本发明公开了一种用于现场快速检测牛支原体的引物、探针及试剂盒，该试剂盒包括正向引物序列如SEQIDNo.1所示，反向引物序列如SEQIDNo.2所示，探针序列如SEQIDNo.3所示，其中反向引物序列5’‑端用生物素标记；探针序列5’‑端用FAM标记，距离5’‑端30个碱基的位置处设有dSpacer，3’端用C3‑spacer阻断。本发明提供的牛支原体RPA‑nfo检测引物与探针组合以及试剂盒灵敏度高、特异性强，最低可以检测到10拷贝/反应的牛支原体DNA，RPA‑nfo检测引物与探针分别与其他支原体以及多杀性巴氏杆菌、溶血性曼氏杆菌、化脓隐秘杆菌、睡眠嗜组织菌、肺炎链球菌等细菌均无交叉反应。

Description

用于现场快速检测牛支原体的引物、探针及试剂盒

技术领域

本发明涉及微生物检测技术领域，具体的说，它涉及一种应用重组酶聚合酶扩增-侧流层析试纸条技术现场快速检测牛支原体核酸的引物、探针、试剂盒及其用途。

背景技术

牛支原体(Mycoplasmabovis，M.bovis)属于柔膜体纲、支原体目、支原体科、支原体属，可以引起牛肺炎、乳房炎、关节炎、生殖道炎和流产等多种临床疾病。我国在2008年从患肺炎的犊牛肺脏中首次分离到该病原，此后相继在重庆、甘肃、宁夏、贵州、山西、吉林等大部分省份报道了牛支原体病。我国部分牛场牛支原体肺炎病例的死亡率在10％左右，高的可以达到60％，给养牛业造成巨大的经济损失。

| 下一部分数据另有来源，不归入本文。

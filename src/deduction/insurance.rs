//! Insurance premium deductions
//!
//! Four independent sub-calculators: life insurance (new/old regimes with a
//! combination cap), earthquake and old long-term property insurance, social
//! insurance pass-through, and retirement savings pass-through. Each takes
//! already-normalized yen amounts.

use serde::{Deserialize, Serialize};

use super::income::Money;

/// Per-category deduction cap under the new regime
const NEW_REGIME_CAP: Money = 40_000;

/// Per-category deduction cap under the old regime
const OLD_REGIME_CAP: Money = 50_000;

/// Grand total cap for the life insurance deduction
const LIFE_TOTAL_CAP: Money = 120_000;

/// Earthquake premium pass-through cap, also the combined property cap
const EARTHQUAKE_CAP: Money = 50_000;

/// Old long-term property premium deduction cap
const OLD_LONG_TERM_CAP: Money = 15_000;

/// New-regime premium-to-deduction schedule (life, medical care, pension)
pub fn new_regime_deduction(premium: Money) -> Money {
    if premium == 0 {
        0
    } else if premium <= 20_000 {
        premium
    } else if premium <= 40_000 {
        premium / 2 + 10_000
    } else if premium <= 80_000 {
        premium / 4 + 20_000
    } else {
        NEW_REGIME_CAP
    }
}

/// Old-regime premium-to-deduction schedule (life, pension)
pub fn old_regime_deduction(premium: Money) -> Money {
    if premium == 0 {
        0
    } else if premium <= 25_000 {
        premium
    } else if premium <= 50_000 {
        premium / 2 + 12_500
    } else if premium <= 100_000 {
        premium / 4 + 25_000
    } else {
        OLD_REGIME_CAP
    }
}

/// Life insurance deduction breakdown
#[derive(Debug, Clone, Copy, PartialEq, Eq, Default, Serialize, Deserialize)]
pub struct LifeInsuranceDeduction {
    pub general_new: Money,
    pub general_old: Money,
    pub general_total: Money,
    pub medical_new: Money,
    pub pension_new: Money,
    pub pension_old: Money,
    pub pension_total: Money,
    pub total: Money,
}

/// Combine a category's new- and old-regime amounts. When both regimes
/// contribute, the pair's sum caps at the new-regime limit; an old-only
/// category keeps the higher old-regime cap.
fn combine_regimes(new_amount: Money, old_amount: Money) -> Money {
    if new_amount > 0 && old_amount > 0 {
        (new_amount + old_amount).min(NEW_REGIME_CAP)
    } else if new_amount > 0 {
        new_amount
    } else {
        old_amount
    }
}

/// Resolve the life insurance deduction from the five premium figures.
pub fn life_insurance_deduction(
    general_new_premium: Money,
    general_old_premium: Money,
    medical_new_premium: Money,
    pension_new_premium: Money,
    pension_old_premium: Money,
) -> LifeInsuranceDeduction {
    let general_new = new_regime_deduction(general_new_premium);
    let general_old = old_regime_deduction(general_old_premium);
    let general_total = combine_regimes(general_new, general_old);

    let medical_new = new_regime_deduction(medical_new_premium);

    let pension_new = new_regime_deduction(pension_new_premium);
    let pension_old = old_regime_deduction(pension_old_premium);
    let pension_total = combine_regimes(pension_new, pension_old);

    let total = (general_total + medical_new + pension_total).min(LIFE_TOTAL_CAP);

    LifeInsuranceDeduction {
        general_new,
        general_old,
        general_total,
        medical_new,
        pension_new,
        pension_old,
        pension_total,
        total,
    }
}

/// Earthquake / old long-term property insurance deduction breakdown
#[derive(Debug, Clone, Copy, PartialEq, Eq, Default, Serialize, Deserialize)]
pub struct EarthquakeInsuranceDeduction {
    pub earthquake: Money,
    pub old_long_term: Money,
    pub total: Money,
}

/// Resolve the earthquake insurance deduction. Earthquake premiums pass
/// through up to 50,000; old long-term premiums use their own schedule;
/// the combined total shares the 50,000 cap.
pub fn earthquake_insurance_deduction(
    earthquake_premium: Money,
    old_long_term_premium: Money,
) -> EarthquakeInsuranceDeduction {
    let earthquake = earthquake_premium.min(EARTHQUAKE_CAP);

    let old_long_term = if old_long_term_premium == 0 {
        0
    } else if old_long_term_premium <= 10_000 {
        old_long_term_premium / 2
    } else if old_long_term_premium <= 20_000 {
        old_long_term_premium / 2 + 5_000
    } else {
        OLD_LONG_TERM_CAP
    };

    EarthquakeInsuranceDeduction {
        earthquake,
        old_long_term,
        total: (earthquake + old_long_term).min(EARTHQUAKE_CAP),
    }
}

/// Social insurance deduction: full pass-through, no caps
#[derive(Debug, Clone, Copy, PartialEq, Eq, Default, Serialize, Deserialize)]
pub struct SocialInsuranceDeduction {
    pub national_pension: Money,
    pub national_health: Money,
    pub other_social: Money,
    pub total: Money,
}

pub fn social_insurance_deduction(
    national_pension: Money,
    national_health: Money,
    other_social: Money,
) -> SocialInsuranceDeduction {
    SocialInsuranceDeduction {
        national_pension,
        national_health,
        other_social,
        total: national_pension + national_health + other_social,
    }
}

/// Retirement savings deduction (iDeCo and small-business mutual aid):
/// full pass-through, no caps
#[derive(Debug, Clone, Copy, PartialEq, Eq, Default, Serialize, Deserialize)]
pub struct RetirementSavingsDeduction {
    pub ideco: Money,
    pub mutual_aid: Money,
    pub total: Money,
}

pub fn retirement_savings_deduction(ideco: Money, mutual_aid: Money) -> RetirementSavingsDeduction {
    RetirementSavingsDeduction {
        ideco,
        mutual_aid,
        total: ideco + mutual_aid,
    }
}

#[cfg(test)]
mod tests {
    use super::*;

    #[test]
    fn test_new_regime_schedule() {
        assert_eq!(new_regime_deduction(0), 0);
        assert_eq!(new_regime_deduction(20_000), 20_000);
        assert_eq!(new_regime_deduction(40_000), 30_000);
        assert_eq!(new_regime_deduction(80_000), 40_000);
        assert_eq!(new_regime_deduction(90_000), 40_000);
        // Odd premium floors at the halving step
        assert_eq!(new_regime_deduction(30_001), 25_000);
    }

    #[test]
    fn test_old_regime_schedule() {
        assert_eq!(old_regime_deduction(0), 0);
        assert_eq!(old_regime_deduction(25_000), 25_000);
        assert_eq!(old_regime_deduction(50_000), 37_500);
        assert_eq!(old_regime_deduction(60_000), 40_000);
        assert_eq!(old_regime_deduction(100_000), 50_000);
        assert_eq!(old_regime_deduction(120_000), 50_000);
    }

    #[test]
    fn test_both_regimes_share_the_new_cap() {
        // New 90,000 -> 40,000 capped; old 60,000 -> 40,000; pair caps at 40,000
        let result = life_insurance_deduction(90_000, 60_000, 0, 0, 0);
        assert_eq!(result.general_new, 40_000);
        assert_eq!(result.general_old, 40_000);
        assert_eq!(result.general_total, 40_000);
    }

    #[test]
    fn test_old_only_keeps_the_old_cap() {
        // An old-only category may exceed the 40,000 new-regime cap
        let result = life_insurance_deduction(0, 120_000, 0, 0, 0);
        assert_eq!(result.general_total, 50_000);
    }

    #[test]
    fn test_life_grand_total_cap() {
        // 50,000 + 40,000 + 40,000 would be 130,000
        let result = life_insurance_deduction(0, 120_000, 90_000, 90_000, 0);
        assert_eq!(result.general_total, 50_000);
        assert_eq!(result.medical_new, 40_000);
        assert_eq!(result.pension_total, 40_000);
        assert_eq!(result.total, 120_000);
    }

    #[test]
    fn test_pension_combination() {
        let result = life_insurance_deduction(0, 0, 0, 30_000, 40_000);
        assert_eq!(result.pension_new, 25_000);
        assert_eq!(result.pension_old, 32_500);
        assert_eq!(result.pension_total, 40_000);
    }

    #[test]
    fn test_earthquake_schedule() {
        let simple = earthquake_insurance_deduction(30_000, 0);
        assert_eq!(simple.earthquake, 30_000);
        assert_eq!(simple.total, 30_000);

        let capped = earthquake_insurance_deduction(60_000, 0);
        assert_eq!(capped.earthquake, 50_000);

        let old_tiers = earthquake_insurance_deduction(0, 15_000);
        assert_eq!(old_tiers.old_long_term, 12_500);
        assert_eq!(earthquake_insurance_deduction(0, 10_000).old_long_term, 5_000);
        assert_eq!(earthquake_insurance_deduction(0, 25_000).old_long_term, 15_000);
    }

    #[test]
    fn test_earthquake_combined_cap() {
        let result = earthquake_insurance_deduction(50_000, 25_000);
        assert_eq!(result.earthquake, 50_000);
        assert_eq!(result.old_long_term, 15_000);
        assert_eq!(result.total, 50_000);
    }

    #[test]
    fn test_pass_through_sums() {
        let social = social_insurance_deduction(200_000, 350_000, 50_000);
        assert_eq!(social.total, 600_000);

        let savings = retirement_savings_deduction(276_000, 840_000);
        assert_eq!(savings.total, 1_116_000);
    }
}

目前国内外尚无有效的疫苗预防牛支原体病，抗生素的早期治疗可以起到一定作用，因此早期快速诊断是防治本病的前提。牛支原体病的病原学诊断方法主要有分离培养和分子生物学方法，分离培养耗时耗力，一般需要数周才能出结果。分子生物学方法包括常规PCR、实时定量PCR、环介导等温扩增技术(LAMP)，以及高通量的基因芯片技术等。PCR技术和基因芯片技术往往需要昂贵的仪器设备、专业的技能型人才、复杂的操作过程，目前不能适应基层及现场的快速检测需要。LAMP技术虽然可以进行核酸的恒等温扩增，由于它的反应温度在60℃～65℃，反应时间在30～60min，仍然不能在常温下进行，并且不能对核酸粗提物的DNA样本进行直接扩增。此外，现有的诊断和检测牛支原体的报道中，其设计所依据的保守基因序列有多种，有的以oppD/F作为保守序列设计引物(CN 105420379A)；有的以P48脂蛋白基因作为保守序列设计引物(“基于脂蛋白P48的牛支原体快速检测方法的建立”，胡国明)，而根据不同的靶标(保守基因)设计的引物序列不同，对牛支原体的诊断和检测效果也存在较大差异，因此，选择何种靶标作为引物设计的依据也是牛支原体诊断牛支原体的难点之一。因此，从临床诊断的时效性方面考虑，亟需一种可用于现场恒等温条件下的简易核酸检测技术。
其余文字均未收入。